When In3CAP funds 100% of the required capital, and the project developer contributes no unexpended cash, Security provides a proof point that you are committed — that you have (short-term) “skin-in-the-game”. This innovative method of securing project capital, once contractually arranged, guarantees delivery to the project’s Special Purpose Vehicle (SPV) bank account, as well as demonstrates that the developer/owner is materially “at stake” during construction.

In effect, the project developer is securing their position in this funding transaction.

When developers can bring unexpended new cash capital alongside CAP’s funding — in the form of senior loans, tax credits, or convertible instruments — that helps to proportionately reduce the amount of security needed for the rest of the project funding. Such new cash also ensures that the project owner is taking on a meaningful share of the risks longer term.

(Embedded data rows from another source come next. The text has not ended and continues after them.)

//! Audit record contracts.
//!
//! Every state-changing operation in the core produces exactly one
//! `AuditRecord`. Records are hash-chained: `content_hash` commits to
//! `(prev_hash, sequence, actor, action, payload_ref, timestamp)`, and each
//! record's `prev_hash` is the previous record's `content_hash`. Breaking any
//! link invalidates every later record — tampering is detected, not
//! prevented. Hashing and chain verification live in `custos-audit`.

use chrono::{DateTime, Utc};
use serde::{Deserialize, Serialize};
use uuid::Uuid;

/// The state-changing operations the ledger records.
#[derive(Debug, Clone, Copy, PartialEq, Eq, Serialize, Deserialize)]
#[serde(rename_all = "kebab-case")]
pub enum AuditAction {
    AxiomAppended,
    IntentSubmitted,
    IntentValidated,
    IntentWithdrawn,
    /// An approved-but-unreleased intent cancelled by a new superseding
    /// Rejected decision. Never a deletion.
    IntentSuperseded,
    IntentReleased,
    CommitRecorded,
    ConflictResolved,
    EscalationRaised,
    EscalationDecided,
    EscalationTimedOut,
    CheckpointCreated,
    RollbackApplied,
    PartialRollbackApplied,
}

/// The caller-supplied half of an audit record.
///
/// The ledger assigns `sequence`, links `prev_hash`, and fills
/// `content_hash` on append.
#[derive(Debug, Clone, PartialEq, Serialize, Deserialize)]
pub struct DraftRecord {
    /// Who performed the operation (component name or human identity).
    pub actor: String,
    pub action: AuditAction,
    /// A reference to the operation's subject: an intent id, an axiom
    /// `id@version`, a checkpoint id, or a content digest.
    pub payload_ref: String,
    pub timestamp: DateTime<Utc>,
}

/// One sealed entry in the append-only ledger.
#[derive(Debug, Clone, PartialEq, Serialize, Deserialize)]
pub struct AuditRecord {
    pub id: Uuid,
    /// Strictly monotonic position in the chain, starting at 0.
    pub sequence: u64,
    /// `content_hash` of the previous record, or `GENESIS_HASH` at 0.
    pub prev_hash: String,
    /// SHA-256 (hex) over (prev_hash, sequence, actor, action, payload_ref,
    /// timestamp).
    pub content_hash: String,
    pub actor: String,
    pub action: AuditAction,
    pub payload_ref: String,
    pub timestamp: DateTime<Utc>,
}

impl AuditRecord {
    /// The sentinel `prev_hash` for the first record in every ledger.
    ///
    /// 64 hex zeros — never the SHA-256 of real data, so genesis detection
    /// is unambiguous.
    pub const GENESIS_HASH: &'static str =
        "0000000000000000000000000000000000000000000000000000000000000000";
}
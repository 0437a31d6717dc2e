//! The four governance demo scenarios and their shared wiring.

use std::sync::Arc;

use chrono::Utc;
use serde_json::json;

use custos_audit::MemoryLedger;
use custos_canon::ConstraintStore;
use custos_contracts::{
    canon::ObjectiveId,
    error::CustosResult,
    intent::{AccessMode, Intent, IntentId, IntentPayload},
    scope::ScopePattern,
};
use custos_core::{GovernanceKernel, KernelConfig, LogNotifier};

pub mod no_harm;
pub mod priority_tie;
pub mod rollback;
pub mod timeout;

// ── Embedded constraint set ───────────────────────────────────────────────────

/// The demo constraint set: one hard prohibition, one soft preference, and a
/// two-level objective forest.
const DEMO_CANON: &str = r#"
scope_roots = ["objectives", "infrastructure"]

[[axioms]]
id = "no_harm"
version = 1
priority = 100
kind = "prohibition"
scope = "objectives/*"
condition = { check = "param-equals", key = "action", value = "disable_safety" }
enforcement = "hard"
created_at = "2025-01-01T00:00:00Z"
created_by = "governance-board"

[[axioms]]
id = "prefer_gradual"
version = 1
priority = 40
kind = "prohibition"
scope = "objectives/weights/*"
condition = { check = "context-flag", flag = "bulk-update" }
enforcement = "soft"
created_at = "2025-01-01T00:00:00Z"
created_by = "governance-board"

[[objectives]]
id = "stability"
priority = 50
axiom_refs = ["no_harm"]

[[objectives]]
id = "throughput"
priority = 30
parent = "stability"
"#;

// ── Shared wiring ─────────────────────────────────────────────────────────────

/// Build a kernel over the demo constraint set, keeping a ledger handle for
/// inspection after the run.
pub fn build_kernel(config: KernelConfig) -> CustosResult<(GovernanceKernel, MemoryLedger)> {
    let canon = Arc::new(ConstraintStore::from_toml_str(DEMO_CANON)?);
    let ledger = MemoryLedger::new();
    let kernel = GovernanceKernel::new(
        canon,
        Arc::new(ledger.clone()),
        Arc::new(LogNotifier),
        config,
    );
    Ok((kernel, ledger))
}

/// A write intent from the planner against the demo state tree.
pub fn make_intent(
    id: &str,
    scope: &str,
    priority: i64,
    objective: &str,
    params: serde_json::Value,
) -> Intent {
    Intent {
        id: IntentId::new(id),
        origin: "planner".to_string(),
        timestamp: Utc::now(),
        priority,
        deadline: None,
        objective: Some(ObjectiveId::new(objective)),
        payload: IntentPayload {
            action: "adjust_weights".to_string(),
            scope: ScopePattern::new(scope),
            mode: AccessMode::Write,
            params,
        },
    }
}

/// The governed state the rollback scenario starts from.
pub fn seed_state() -> custos_state::GovernedState {
    custos_state::GovernedState::new(json!({
        "objectives": {
            "weights": { "alpha": 0.5, "beta": 0.5 },
            "mode": "steady"
        },
        "infrastructure": { "replicas": 3 }
    }))
}
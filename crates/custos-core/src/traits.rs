//! Trait seams for components that live outside the core.

use tracing::info;

use custos_contracts::escalation::Escalation;

/// The human authority channel.
///
/// The gateway calls this when a decision is suspended; delivery is
/// best-effort and the deadline default applies whether or not anyone was
/// listening.
pub trait Notifier: Send + Sync {
    fn notify_escalation(&self, escalation: &Escalation);
}

/// A notifier that only logs. The default when no external channel is wired.
pub struct LogNotifier;

impl Notifier for LogNotifier {
    fn notify_escalation(&self, escalation: &Escalation) {
        info!(
            escalation_id = %escalation.id,
            reason = %escalation.reason,
            deadline = %escalation.deadline,
            intents = escalation.intent_ids.len(),
            "escalation raised, awaiting human verdict"
        );
    }
}
//! CUSTOS Governance Core — Demo CLI
//!
//! Runs one or all of the four governance scenarios. Each scenario wires
//! real CUSTOS components (constraint store, validator, conflict resolver,
//! escalation gateway, rollback controller, audit ledger) end to end.
//!
//! Usage:
//!   cargo run -p demo -- run-all
//!   cargo run -p demo -- no-harm
//!   cargo run -p demo -- priority-tie
//!   cargo run -p demo -- rollback
//!   cargo run -p demo -- timeout

use clap::{Parser, Subcommand};
use tracing_subscriber::EnvFilter;

use custos_contracts::error::CustosResult;

mod scenarios;

// ── CLI definition ────────────────────────────────────────────────────────────

/// CUSTOS — policy-gated governance core demo.
///
/// Each subcommand runs one or all of the four governance scenarios,
/// demonstrating axiom enforcement, conflict escalation, checkpointed
/// rollback, and audit chain integrity.
#[derive(Parser)]
#[command(
    name = "demo",
    about = "CUSTOS governance core demo",
    long_about = "Runs CUSTOS governance scenarios showing axiom enforcement,\n\
                  priority-tie escalation, checkpointed rollback, and the\n\
                  hash-chained audit ledger."
)]
struct Cli {
    #[command(subcommand)]
    command: Command,
}

#[derive(Subcommand)]
enum Command {
    /// Run all four governance scenarios in sequence.
    RunAll,
    /// Scenario 1: a hard axiom rejects a harmful intent with a full
    /// reasoning chain.
    NoHarm,
    /// Scenario 2: an exact priority tie escalates; a human verdict settles
    /// it.
    PriorityTie,
    /// Scenario 3: checkpoint, commit, and digest-verified rollback.
    Rollback,
    /// Scenario 4: an escalation deadline passes and the default Reject
    /// applies.
    Timeout,
}

// ── Entry point ───────────────────────────────────────────────────────────────

fn main() {
    // Structured logging. Set RUST_LOG=debug for verbose output.
    tracing_subscriber::fmt()
        .with_env_filter(
            EnvFilter::try_from_default_env().unwrap_or_else(|_| EnvFilter::new("warn")),
        )
        .with_target(false)
        .compact()
        .init();

    let cli = Cli::parse();

    print_banner();

    let result = match cli.command {
        Command::RunAll => run_all(),
        Command::NoHarm => scenarios::no_harm::run_scenario(),
        Command::PriorityTie => scenarios::priority_tie::run_scenario(),
        Command::Rollback => scenarios::rollback::run_scenario(),
        Command::Timeout => scenarios::timeout::run_scenario(),
    };

    match result {
        Ok(()) => {
            println!("All selected scenarios completed successfully.");
        }
        Err(e) => {
            eprintln!("Demo error: {}", e);
            std::process::exit(1);
        }
    }
}

fn run_all() -> CustosResult<()> {
    scenarios::no_harm::run_scenario()?;
    scenarios::priority_tie::run_scenario()?;
    scenarios::rollback::run_scenario()?;
    scenarios::timeout::run_scenario()?;
    Ok(())
}

// ── Banner ────────────────────────────────────────────────────────────────────

fn print_banner() {
    println!();
    println!("CUSTOS — Policy-Gated Governance Core");
    println!("=====================================");
    println!();
    println!("Decision pipeline per intent:");
    println!("  [1] Intake check: structure, scope root, declared priority");
    println!("  [2] Axiom evaluation in priority order — every check joins the reasoning chain");
    println!("  [3] Canon lineage: objective must exist, priority capped by ancestry");
    println!("  [4] Conflict reconciliation — strict winner or escalation, never a silent tie-break");
    println!("  [5] Checkpoint-bracketed release; immutable audit record per operation");
    println!();
}
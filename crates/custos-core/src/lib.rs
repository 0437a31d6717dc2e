//! # custos-core
//!
//! The governance kernel and the components that only make sense next to
//! it: the conflict resolver, the escalation gateway, and the trait seams
//! for external channels.
//!
//! ## Overview
//!
//! The kernel drives every intent through
//!
//!   submit → validate → reconcile → release → report
//!
//! and guarantees that no intent reaches an executor without an Approved
//! decision, a settled conflict component, and a bracketing checkpoint.
//! Priority ties are never broken silently — they escalate with a deadline
//! and an audited default of Reject.

pub mod escalate;
pub mod kernel;
pub mod resolve;
pub mod traits;

pub use escalate::EscalationGateway;
pub use kernel::{GovernanceKernel, KernelConfig};
pub use resolve::{detect, effective_priority, resolve, ResolveOutcome, PRIORITY_ORDERING_RULE};
pub use traits::{LogNotifier, Notifier};
//! Scenario 3: checkpointed release and digest-verified rollback.
//!
//! An approved intent is released against a checkpoint bracket. The executor
//! commits a weight change, then an operator rolls the governed state back
//! to the bracketing checkpoint: digests match exactly and the committed
//! intent transitions to RolledBack. A second run with an external side
//! effect shows the rollback being refused instead.

use chrono::Utc;
use serde_json::json;

use custos_audit::AuditSink;
use custos_contracts::{
    error::{CustosError, CustosResult},
    intent::{ExecutorReport, IntentId, ReportOutcome},
    validation::ValidationContext,
};
use custos_core::KernelConfig;

use super::{build_kernel, make_intent, seed_state};

pub fn run_scenario() -> CustosResult<()> {
    println!("=== Scenario 3: checkpoint and rollback ===");
    println!();

    let (kernel, ledger) = build_kernel(KernelConfig::default())?;

    let initial = seed_state();
    kernel.checkpoint(&initial, Some("genesis".into()), "kernel")?;
    println!("  Seeded state, digest {}", &initial.digest()[..16]);

    // ── A reversible commit, rolled back cleanly ──────────────────────────────

    kernel.submit(make_intent(
        "intent-shift-weights",
        "objectives/weights/alpha",
        10,
        "throughput",
        json!({ "alpha": 0.9 }),
    ))?;
    kernel.validate_intent(
        &IntentId::new("intent-shift-weights"),
        &ValidationContext::at(Utc::now()),
    )?;
    let ticket = kernel.release(&IntentId::new("intent-shift-weights"))?;
    println!("  Released against checkpoint {}", ticket.checkpoint_id);

    // The executor applies the change and hands the new state back.
    let mut changed = initial.clone();
    changed.splice("objectives/weights/alpha", json!(0.9));
    kernel.checkpoint(&changed, Some("post-commit".into()), "executor")?;
    kernel.report(ExecutorReport {
        intent_id: IntentId::new("intent-shift-weights"),
        outcome: ReportOutcome::Committed {
            external_side_effect: false,
        },
    })?;
    println!("  Committed, new digest {}", &changed.digest()[..16]);

    let restored = kernel.rollback(&ticket.checkpoint_id, "operator-jane")?;
    println!(
        "  Rolled back, digest {} (matches seed: {})",
        &restored.digest()[..16],
        restored.digest() == initial.digest()
    );
    println!(
        "  intent-shift-weights phase: {:?}",
        kernel.phase(&IntentId::new("intent-shift-weights"))
    );
    println!();

    // ── An irreversible commit refuses to roll back ───────────────────────────

    kernel.submit(make_intent(
        "intent-notify-partner",
        "objectives/mode",
        10,
        "throughput",
        json!({ "mode": "surge" }),
    ))?;
    kernel.validate_intent(
        &IntentId::new("intent-notify-partner"),
        &ValidationContext::at(Utc::now()),
    )?;
    let ticket2 = kernel.release(&IntentId::new("intent-notify-partner"))?;
    kernel.report(ExecutorReport {
        intent_id: IntentId::new("intent-notify-partner"),
        outcome: ReportOutcome::Committed {
            external_side_effect: true,
        },
    })?;

    match kernel.rollback(&ticket2.checkpoint_id, "operator-jane") {
        Err(CustosError::IrreversibleSideEffect { intent_id }) => {
            println!(
                "  Rollback past '{}' refused: committed with an external side effect",
                intent_id
            );
        }
        Ok(_) => println!("  Unexpected: rollback succeeded"),
        Err(e) => return Err(e),
    }
    println!();

    println!(
        "  Audit records written: {} (chain intact: {})",
        ledger.len(),
        ledger.verify_chain(0, ledger.len().saturating_sub(1)).is_intact()
    );
    println!();
    Ok(())
}
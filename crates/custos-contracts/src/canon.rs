//! Canon objectives: the ranked, hierarchical objective set.
//!
//! Objectives form a forest (each may name a parent, no cycles) and carry
//! globally ordered priorities. An intent that declares an objective is
//! priority-capped by that objective's lineage during conflict resolution.

use std::collections::BTreeMap;
use std::fmt;

use serde::{Deserialize, Serialize};

use crate::axiom::AxiomId;

/// Stable identifier for a canon objective.
#[derive(Debug, Clone, PartialEq, Eq, PartialOrd, Ord, Hash, Serialize, Deserialize)]
#[serde(transparent)]
pub struct ObjectiveId(pub String);

impl ObjectiveId {
    pub fn new(id: impl Into<String>) -> Self {
        Self(id.into())
    }
}

impl fmt::Display for ObjectiveId {
    fn fmt(&self, f: &mut fmt::Formatter<'_>) -> fmt::Result {
        f.write_str(&self.0)
    }
}

/// A single canon objective.
///
/// Priorities are globally unique unless the constraint set declares an
/// explicit tie-break ordering covering the tied ids; the loader rejects
/// anything else at startup.
#[derive(Debug, Clone, PartialEq, Serialize, Deserialize)]
pub struct CanonObjective {
    pub id: ObjectiveId,
    /// Larger value = higher rank.
    pub priority: i64,
    /// Parent objective, if this is a sub-objective.
    #[serde(default)]
    pub parent: Option<ObjectiveId>,
    /// Named numeric targets this objective tracks. A `BTreeMap` keeps the
    /// serialized form deterministic.
    #[serde(default)]
    pub metric_targets: BTreeMap<String, f64>,
    /// Axioms this objective is bound by. Every entry must resolve at load.
    #[serde(default)]
    pub axiom_refs: Vec<AxiomId>,
}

Not clear about when Security is needed?  CAP funding’s model uses security of some form to arrange advantageous funding for any new/expansion, retrofit or refurbishment construction project in our sweet spot, $25 million or more ($50M preferred). To gain CAP funding’s advantages, clients are asked to facilitate at least one form of security that assures project completion and delivery — usually a cash deposit or a bank-involved Standby Letter of Credit (SbLC).

Know more about “Completion Assurance” Guarantees (CAGs) an asset-backed financial instruments.

Check out these Practical tips for sourcing CAP Guarantees or CAP funding’s Frequently Asked Questions

Still unclear? Request assistance from In3’s team or your In3 Affiliate?

About CAP funding: CAP’s 100% funding without a loan to repay, within reach at any reasonable stage of readiness is probably unique in the capital marketplace. It is the only project funding that uses security just until all the funding is received (in the case of a cash deposit), or until the project is delivered (for CAGs). “Delivery” occurs once construction is complete and the project is commissioned to begin commercial operations. That milestone is called Commercial Operation Date (COD), when annual CAGs are then allowed to expire on their “maturity date” and fall away.

If you opt to use a cash deposit, it is returned in lump sum on the final drawdown of funds, and can then be re-purposed for more project funding or other uses as you wish.

That’s it! Questions? | Indicative Term & Conditions | In3 Guide to Bank-involved CAGs

Everyone keeps their eyes on the prize of a completed project. Projects then begin to generate cash flows for the equity partners to repay the investment. The exact equity split is subject to negotiation, depending mainly on how much the cash or CAG gets leveraged — which can be as much as 3-4x.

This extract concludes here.